Over 30 anti-LGBTQ Texas bills—including 13 that directly targeted transgender youth—were introduced and defeated during this year’s Legislative Session.
Pro-equality activists, politicians, and organizations like Equality Texas, the Transgender Education Network of Texas (TENT), and the American Civil Liberties Union (ACLU) rallied against these bills throughout the session, which began January 12 and ended May 31.
“It’s been a long, hard road to get here, and we absolutely could not have done it without you, our partner organizations and LGBTQ+ champions in the Texas House,” Equality Texas said in a statement.
There was a record number of anti-trans bills filed across the nation this year, and Texas led the pack with over a dozen bills—including Senator Charles Perry’s SB 29, which would ban trans youth from participating in gender-affirming sports. After that particular bill failed, Lieutenant Governor Dan Patrick publicly asked Governor Greg Abbott to call a special session to revive the anti-trans legislation.

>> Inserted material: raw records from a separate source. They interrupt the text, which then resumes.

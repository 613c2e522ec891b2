//! Driven (output) ports - implemented by infrastructure.
//!
//! These traits define what the application needs from external systems.
//! The `layr-adapters` crate provides implementations.

use crate::domain::{RenderContext, TemplateKey, TemplateSpec};
use crate::error::LayrResult;
use std::path::Path;

/// Port for filesystem operations.
///
/// Implemented by:
/// - `layr_adapters::filesystem::LocalFilesystem` (production)
/// - `layr_adapters::filesystem::MemoryFilesystem` (testing)
///
/// ## Design Notes
///
/// - Paths are absolute or relative to the process working directory;
///   the materializer joins plan paths onto the plan root
/// - `write_file` either lands the full content or leaves the previous
///   file (if any) untouched
#[cfg_attr(test, mockall::automock)]
pub trait Filesystem: Send + Sync {
    /// Create a directory and all parent directories.
    fn create_dir_all(&self, path: &Path) -> LayrResult<()>;

    /// Write content to a file, replacing it if present.
    fn write_file(&self, path: &Path, content: &str) -> LayrResult<()>;

    /// Check if path exists.
    fn exists(&self, path: &Path) -> bool;

    /// Remove a single file.
    fn remove_file(&self, path: &Path) -> LayrResult<()>;

    /// Remove a directory and all contents.
    fn remove_dir_all(&self, path: &Path) -> LayrResult<()>;
}

/// Port for template lookup.
///
/// Implemented by:
/// - `layr_adapters::template_store::InMemoryStore` (built-in table plus overrides)
#[cfg_attr(test, mockall::automock)]
pub trait TemplateStore: Send + Sync {
    /// Get the template registered under `key`.
    fn get(&self, key: TemplateKey) -> LayrResult<TemplateSpec>;
}

/// Port for template rendering.
///
/// Implemented by:
/// - `layr_adapters::renderer::PlaceholderRenderer` (`{{.Key}}` substitution)
#[cfg_attr(test, mockall::automock)]
pub trait TemplateRenderer: Send + Sync {
    /// Render a template body against a context.
    ///
    /// Must be deterministic: identical `(template, context)` pairs always
    /// produce identical text.
    fn render(&self, template: &TemplateSpec, context: &RenderContext) -> LayrResult<String>;
}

“It’s unlikely at this time that there will be a special session to bring back SB 29, the ban on transgender youth playing sports,” Equality Texas said. “Follow us on social media so we can keep you updated if anything develops.”
The other defeated anti-trans bills were intended to prohibit youth from accessing transition-related health care. SB 1646 would have classified trans-related health care for teens as “child abuse,” and SB 1311 would have revoked the medical licenses of healthcare professionals who offer gender-affirming health care to trans youth. Neither of these bills even made it to the House floor.
“Trans kids are not here to be used as political pawns for your primary election campaigns,” said Adri Perez, the ACLU’s policy and advocacy strategist on LGBTQ issues.
Perez credits the protests by trans youth and their families, both online and in-person at the Capitol, with defeating the bills. “What was significant was families showing up and speaking for their trans kids, and sharing their stories,” Perez said. “It’s hard to deny someone’s identity to their face.”
While the victory is empowering, the extremely stressful Legislative Session took a toll on many people’s mental health, Perez noted. “I am grateful to the advocates and allies that worked day in and day out to defeat these bills, but I am also worried for their mental health in the long run.
“It’s an honor and a privilege to do this as a trans person,” Perez said, “and to represent so many of the people that could not make it to this point because of anti-trans violence.”